Task description => Only one stretch of the data below is wanted: the lines starting at the one with "self.shaft.borrow_mut().kind = NodeKind::Lines(shaft);" and ending at the one with "let head = arrow.head.borrow();", both included, given again exactly.

[Stored data]

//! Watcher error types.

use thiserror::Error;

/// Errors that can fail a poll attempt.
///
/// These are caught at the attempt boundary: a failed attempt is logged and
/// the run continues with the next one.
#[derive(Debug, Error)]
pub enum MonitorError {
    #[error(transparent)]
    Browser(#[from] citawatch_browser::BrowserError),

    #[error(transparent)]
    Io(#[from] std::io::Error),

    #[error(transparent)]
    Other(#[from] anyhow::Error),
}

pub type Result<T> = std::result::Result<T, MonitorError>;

---

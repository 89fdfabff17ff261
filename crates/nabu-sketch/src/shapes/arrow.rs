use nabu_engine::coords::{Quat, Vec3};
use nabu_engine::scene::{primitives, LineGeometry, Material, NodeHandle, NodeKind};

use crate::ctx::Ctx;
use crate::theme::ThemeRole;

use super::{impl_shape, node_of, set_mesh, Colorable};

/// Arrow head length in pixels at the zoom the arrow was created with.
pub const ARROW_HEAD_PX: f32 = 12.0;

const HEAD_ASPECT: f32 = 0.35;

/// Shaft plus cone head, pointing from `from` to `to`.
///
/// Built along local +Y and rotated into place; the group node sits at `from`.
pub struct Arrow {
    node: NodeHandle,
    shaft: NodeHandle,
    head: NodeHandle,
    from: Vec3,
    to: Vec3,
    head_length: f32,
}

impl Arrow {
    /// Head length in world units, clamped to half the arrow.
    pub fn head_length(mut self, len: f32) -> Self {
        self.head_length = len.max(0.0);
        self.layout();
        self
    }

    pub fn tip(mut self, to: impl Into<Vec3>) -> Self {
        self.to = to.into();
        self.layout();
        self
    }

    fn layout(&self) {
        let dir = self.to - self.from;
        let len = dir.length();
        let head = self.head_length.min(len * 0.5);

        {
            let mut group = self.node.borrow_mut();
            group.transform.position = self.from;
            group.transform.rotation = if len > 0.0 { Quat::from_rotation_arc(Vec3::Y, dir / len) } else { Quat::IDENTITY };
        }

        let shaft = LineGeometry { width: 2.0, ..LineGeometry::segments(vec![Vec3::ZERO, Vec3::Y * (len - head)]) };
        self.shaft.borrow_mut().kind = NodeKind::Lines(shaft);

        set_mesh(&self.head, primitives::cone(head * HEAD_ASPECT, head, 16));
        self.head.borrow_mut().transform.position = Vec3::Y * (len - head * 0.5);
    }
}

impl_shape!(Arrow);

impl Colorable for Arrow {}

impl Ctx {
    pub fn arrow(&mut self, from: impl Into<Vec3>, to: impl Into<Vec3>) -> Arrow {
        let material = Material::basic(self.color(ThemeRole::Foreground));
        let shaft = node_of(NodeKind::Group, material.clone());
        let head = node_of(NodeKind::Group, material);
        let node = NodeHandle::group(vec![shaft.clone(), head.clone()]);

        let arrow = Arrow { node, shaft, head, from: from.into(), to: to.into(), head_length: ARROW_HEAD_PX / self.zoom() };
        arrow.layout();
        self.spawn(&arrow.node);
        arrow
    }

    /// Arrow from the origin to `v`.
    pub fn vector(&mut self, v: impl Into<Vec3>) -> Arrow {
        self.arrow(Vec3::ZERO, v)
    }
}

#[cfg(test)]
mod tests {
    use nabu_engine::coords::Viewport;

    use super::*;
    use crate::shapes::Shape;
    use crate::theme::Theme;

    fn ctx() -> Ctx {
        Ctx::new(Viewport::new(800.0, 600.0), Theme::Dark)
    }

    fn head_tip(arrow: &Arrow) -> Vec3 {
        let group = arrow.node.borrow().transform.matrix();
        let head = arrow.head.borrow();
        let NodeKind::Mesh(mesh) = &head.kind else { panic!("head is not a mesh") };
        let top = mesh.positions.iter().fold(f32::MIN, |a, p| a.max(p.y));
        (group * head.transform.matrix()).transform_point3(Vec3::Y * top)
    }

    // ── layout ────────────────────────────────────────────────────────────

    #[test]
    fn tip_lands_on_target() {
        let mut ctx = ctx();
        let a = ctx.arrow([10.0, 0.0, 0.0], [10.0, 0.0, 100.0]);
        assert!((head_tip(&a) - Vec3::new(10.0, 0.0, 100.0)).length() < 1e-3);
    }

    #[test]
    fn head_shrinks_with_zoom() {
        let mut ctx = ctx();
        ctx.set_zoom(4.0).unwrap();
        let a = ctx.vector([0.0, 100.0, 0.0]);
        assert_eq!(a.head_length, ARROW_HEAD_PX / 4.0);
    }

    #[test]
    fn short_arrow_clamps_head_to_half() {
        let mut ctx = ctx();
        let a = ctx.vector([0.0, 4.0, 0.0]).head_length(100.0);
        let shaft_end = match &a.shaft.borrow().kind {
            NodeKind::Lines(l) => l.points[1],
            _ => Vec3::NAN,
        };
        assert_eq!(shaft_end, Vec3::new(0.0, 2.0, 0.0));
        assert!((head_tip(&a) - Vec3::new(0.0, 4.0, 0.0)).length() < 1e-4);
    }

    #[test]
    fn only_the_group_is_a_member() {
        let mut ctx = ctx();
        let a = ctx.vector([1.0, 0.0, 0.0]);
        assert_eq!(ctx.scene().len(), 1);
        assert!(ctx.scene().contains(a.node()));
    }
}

==

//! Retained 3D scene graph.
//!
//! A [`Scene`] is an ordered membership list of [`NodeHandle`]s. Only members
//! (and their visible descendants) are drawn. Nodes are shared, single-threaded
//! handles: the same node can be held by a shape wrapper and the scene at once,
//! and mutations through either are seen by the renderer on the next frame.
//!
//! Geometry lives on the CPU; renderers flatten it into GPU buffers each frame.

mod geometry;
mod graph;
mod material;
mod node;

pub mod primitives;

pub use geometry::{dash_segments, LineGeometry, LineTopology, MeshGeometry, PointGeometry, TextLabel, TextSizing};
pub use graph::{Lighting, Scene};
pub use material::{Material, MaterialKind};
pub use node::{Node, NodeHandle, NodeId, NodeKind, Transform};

Completed exercise =>
        self.shaft.borrow_mut().kind = NodeKind::Lines(shaft);

        set_mesh(&self.head, primitives::cone(head * HEAD_ASPECT, head, 16));
        self.head.borrow_mut().transform.position = Vec3::Y * (len - head * 0.5);
    }
}

impl_shape!(Arrow);

impl Colorable for Arrow {}

impl Ctx {
    pub fn arrow(&mut self, from: impl Into<Vec3>, to: impl Into<Vec3>) -> Arrow {
        let material = Material::basic(self.color(ThemeRole::Foreground));
        let shaft = node_of(NodeKind::Group, material.clone());
        let head = node_of(NodeKind::Group, material);
        let node = NodeHandle::group(vec![shaft.clone(), head.clone()]);

        let arrow = Arrow { node, shaft, head, from: from.into(), to: to.into(), head_length: ARROW_HEAD_PX / self.zoom() };
        arrow.layout();
        self.spawn(&arrow.node);
        arrow
    }

    /// Arrow from the origin to `v`.
    pub fn vector(&mut self, v: impl Into<Vec3>) -> Arrow {
        self.arrow(Vec3::ZERO, v)
    }
}

#[cfg(test)]
mod tests {
    use nabu_engine::coords::Viewport;

    use super::*;
    use crate::shapes::Shape;
    use crate::theme::Theme;

    fn ctx() -> Ctx {
        Ctx::new(Viewport::new(800.0, 600.0), Theme::Dark)
    }

    fn head_tip(arrow: &Arrow) -> Vec3 {
        let group = arrow.node.borrow().transform.matrix();
        let head = arrow.head.borrow();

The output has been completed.